After failing to get reconsideration of said order, the twenty-one (21) substituted heirs, on April 25, 1966, filed with Us the
present special civil action for certiorari with preliminary injunction to assail the order to pay the debts of the estate with the
P41,184.00 proceeds of the sale of Lot 6; and to question Br. II's (probate court) power to dispose of the parcels of land
involved in the reconveyance suit in Br. I.
Raised are these issues: (1) Are the parcels of land and the proceeds of the sale of one of them, properties of the estate or not?
(2) Does final judgment in the reconveyance suit in favor of the twenty-one so-called heirs who substituted Celestino Salvador,
bar the disposition of the reconveyed properties by the settlement court?
It is a settled point of law that the right of heirs to specific, distributive shares of inheritance does not become finally
determinable until all the debts of the estate are paid.

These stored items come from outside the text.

//! Per-turn state and the additive update each stage returns.
//!
//! A `TurnState` lives for exactly one turn. Stages never mutate it
//! directly: each returns a `TurnUpdate` and the pipeline merges it in.
//! Context fields (`clinical_context`, `data_response`,
//! `nutrition_context`) attach once; a second attach is ignored.

use bariatric_core::message::{Message, Role, last_with_role};
use bariatric_core::nutrition::NutritionFacts;
use bariatric_core::profile::{MealEntry, PatientProfile};
use serde::Serialize;
use tracing::warn;

use crate::conversation_log::ConversationLog;

/// What the meal-logging rule table (or its fallback) decided.
#[derive(Debug, Clone, Copy, PartialEq, Eq, Serialize)]
#[serde(rename_all = "snake_case")]
pub enum MealIntent {
    /// "log that", or a bare affirmation after a proposed meal
    Referential,
    /// First-person consumption: "I had a protein shake"
    Eating,
    /// Explicit directive naming the food: "log my breakfast of eggs"
    Recording,
    None,
}

/// Where the logged macros came from.
#[derive(Debug, Clone, Copy, PartialEq, Eq, Serialize)]
#[serde(rename_all = "snake_case")]
pub enum MacroTier {
    Stated,
    Lookup,
    Heuristic,
}

#[derive(Debug, Clone, PartialEq)]
pub enum LoggingFailure {
    /// No meal name could be extracted, so nothing can be verified.
    Unverifiable,
    /// Referential intent, but the prior assistant turn proposed no meal.
    NoReferent,
    /// The meal recorder rejected the write.
    Downstream(String),
}

/// Exactly one of these holds per turn.
#[derive(Debug, Clone, PartialEq, Default)]
pub enum LoggingOutcome {
    #[default]
    NotAttempted,
    Logged {
        meal: MealEntry,
        tier: MacroTier,
        protein_today: f64,
    },
    Failed(LoggingFailure),
}

impl LoggingOutcome {
    /// The note handed to the synthesizer, if logging was attempted.
    pub fn note(&self) -> Option<String> {
        match self {
            Self::NotAttempted => None,
            Self::Logged {
                meal,
                protein_today,
                ..
            } => Some(format!(
                "Meal logged successfully: {}. Protein so far today: {}g.",
                meal.summary(),
                protein_today.round() as i64
            )),
            Self::Failed(LoggingFailure::Unverifiable) => Some(
                "I couldn't log that meal because no macros could be verified. \
                 Please tell me what you ate along with the grams of protein and calories, \
                 and I'll record it."
                    .into(),
            ),
            Self::Failed(LoggingFailure::NoReferent) => Some(
                "I couldn't tell which meal you meant, so nothing was logged. \
                 Please name the food with its grams of protein and calories."
                    .into(),
            ),
            Self::Failed(LoggingFailure::Downstream(reason)) => Some(format!(
                "Meal logging failed: {reason}. Nothing was saved; please try again in a moment."
            )),
        }
    }

    pub fn is_logged(&self) -> bool {
        matches!(self, Self::Logged { .. })
    }

    pub fn is_failed(&self) -> bool {
        matches!(self, Self::Failed(_))
    }
}

/// Why the synthesizer answered without calling the language model.
#[derive(Debug, Clone, Copy, PartialEq, Eq, Serialize)]
#[serde(rename_all = "snake_case")]
pub enum ShortCircuit {
    MealLogged,
    LoggingFailed,
    ProfileRequest,
    Greeting,
}

/// Stage decisions recorded for debug output.
#[derive(Debug, Clone, Default, Serialize)]
pub struct StageTrace {
    #[serde(skip_serializing_if = "Option::is_none")]
    pub intent: Option<MealIntent>,
    #[serde(skip_serializing_if = "Option::is_none")]
    pub macro_tier: Option<MacroTier>,
    #[serde(skip_serializing_if = "Option::is_none")]
    pub short_circuit: Option<ShortCircuit>,
    #[serde(skip_serializing_if = "Option::is_none")]
    pub completion_error: Option<String>,
}

/// Everything known about the turn in flight.
#[derive(Debug, Clone)]
pub struct TurnState {
    pub messages: Vec<Message>,
    pub user_id: String,
    pub patient_id: Option<String>,
    pub profile: Option<PatientProfile>,
    pub conversation_log: ConversationLog,
    pub memory_summary: Option<String>,
    pub clinical_context: Option<String>,
    pub data_response: Option<String>,
    pub nutrition_context: Option<String>,
    /// Facts fetched while resolving macros, reused by the nutrition stage
    pub nutrition_facts: Option<NutritionFacts>,
    pub logging: LoggingOutcome,
    pub final_response: Option<String>,
    pub final_response_formatted: Option<String>,
    pub trace: StageTrace,
}

impl TurnState {
    pub fn new(user_id: impl Into<String>, message: impl Into<String>) -> Self {
        Self {
            messages: vec![Message::user(message)],
            user_id: user_id.into(),
            patient_id: None,
            profile: None,
            conversation_log: ConversationLog::default(),
            memory_summary: None,
            clinical_context: None,
            data_response: None,
            nutrition_context: None,
            nutrition_facts: None,
            logging: LoggingOutcome::NotAttempted,
            final_response: None,
            final_response_formatted: None,
            trace: StageTrace::default(),
        }
    }

    /// The user's message for this turn.
    pub fn user_text(&self) -> &str {
        last_with_role(&self.messages, Role::User).unwrap_or_default()
    }

    /// The assistant's previous reply: the rolling log first, then any
    /// assistant message carried in `messages`.
    pub fn prior_assistant_text(&self) -> Option<&str> {
        self.conversation_log
            .last_assistant()
            .or_else(|| last_with_role(&self.messages, Role::Assistant))
    }

    /// Merge a stage's partial update into the state.
    pub fn merge(&mut self, update: TurnUpdate) {
        attach_once(&mut self.clinical_context, update.clinical_context, "clinical_context");
        attach_once(&mut self.data_response, update.data_response, "data_response");
        attach_once(
            &mut self.nutrition_context,
            update.nutrition_context,
            "nutrition_context",
        );
        attach_once(&mut self.nutrition_facts, update.nutrition_facts, "nutrition_facts");

        if let Some(profile) = update.profile {
            self.profile = Some(profile);
        }

        if let Some(outcome) = update.logging {
            if matches!(self.logging, LoggingOutcome::NotAttempted) {
                self.logging = outcome;
            } else {
                warn!("Ignoring second meal-logging outcome for this turn");
            }
        }

        if let Some(intent) = update.intent {
            self.trace.intent = Some(intent);
        }
        if let Some(tier) = update.macro_tier {
            self.trace.macro_tier = Some(tier);
        }
        if let Some(reason) = update.short_circuit {
            self.trace.short_circuit = Some(reason);
        }
        if let Some(err) = update.completion_error {
            self.trace.completion_error = Some(err);
        }

        if let Some(text) = update.final_response {
            self.messages.push(Message::assistant(text.clone()));
            self.final_response = Some(text);
        }
        if let Some(formatted) = update.final_response_formatted {
            self.final_response_formatted = Some(formatted);
        }
    }
}

fn attach_once<T>(slot: &mut Option<T>, value: Option<T>, field: &str) {
    if let Some(value) = value {
        if slot.is_none() {
            *slot = Some(value);
        } else {
            warn!(field, "Field already attached this turn, keeping first value");
        }
    }
}

/// A stage's contribution. Unset fields leave the state untouched.
#[derive(Debug, Clone, Default)]
pub struct TurnUpdate {
    pub clinical_context: Option<String>,
    pub data_response: Option<String>,
    pub nutrition_context: Option<String>,
    pub nutrition_facts: Option<NutritionFacts>,
    pub profile: Option<PatientProfile>,
    pub logging: Option<LoggingOutcome>,
    pub intent: Option<MealIntent>,
    pub macro_tier: Option<MacroTier>,
    pub short_circuit: Option<ShortCircuit>,
    pub completion_error: Option<String>,
    pub final_response: Option<String>,
    pub final_response_formatted: Option<String>,
}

Until then, in the face of said claims, their rights cannot be enforced, are
inchoate, and subject to the existence of a residue after payment of the debts (Castellvi de Raquiza v. Castellvi, L-17630,
October 31, 1963; Jimoga-on v. Belmonte, 84 Phil. 545; Sec. 1, Rule 90, Rules of Court).
Petitioners do not question the existence of the debts abovementioned. They only contend that the properties involved having
been ordered by final judgment reconveyed to them, not to the estate the same are not properties of the estate but their own,
and thus, not liable for debts of the estate.
Said contention is self-refuting. Petitioners rely for their rights on their alleged character as heirs of Celestino; as such, they
were substituted in the reconveyance case; the reconveyance to them was reconveyance to them as heirs of Celestino Salvador.
It follows that the properties they claim are, even by their own reasoning, part of Celestino's estate. The right thereto as
allegedly his heirs would arise only if said parcels of land are part of the estate of Celestino, not otherwise. Their having
received the same, therefore, in the reconveyance action, was perforce in trust for the estate, subject to its obligations. They
cannot distribute said properties among themselves as substituted heirs without the debts of the estate being first satisfied.
At any rate, the proceeds of Lot 6 alone (P41,184.00) appears more than sufficient to pay the debt (P38,872.58); and there will
remain the other parcels of land not sold. As to the question of who will receive how much as heirs, the same is properly
determinable by the settlement court, after payment of the debts (Pimentel v. Palanca, 5 Phil. 436; Maningat v. Castillo, 75 Phil.
532; Jimoga-on v. Belmonte, supra).
Wherefore, the petition for certiorari is denied, without costs. So ordered.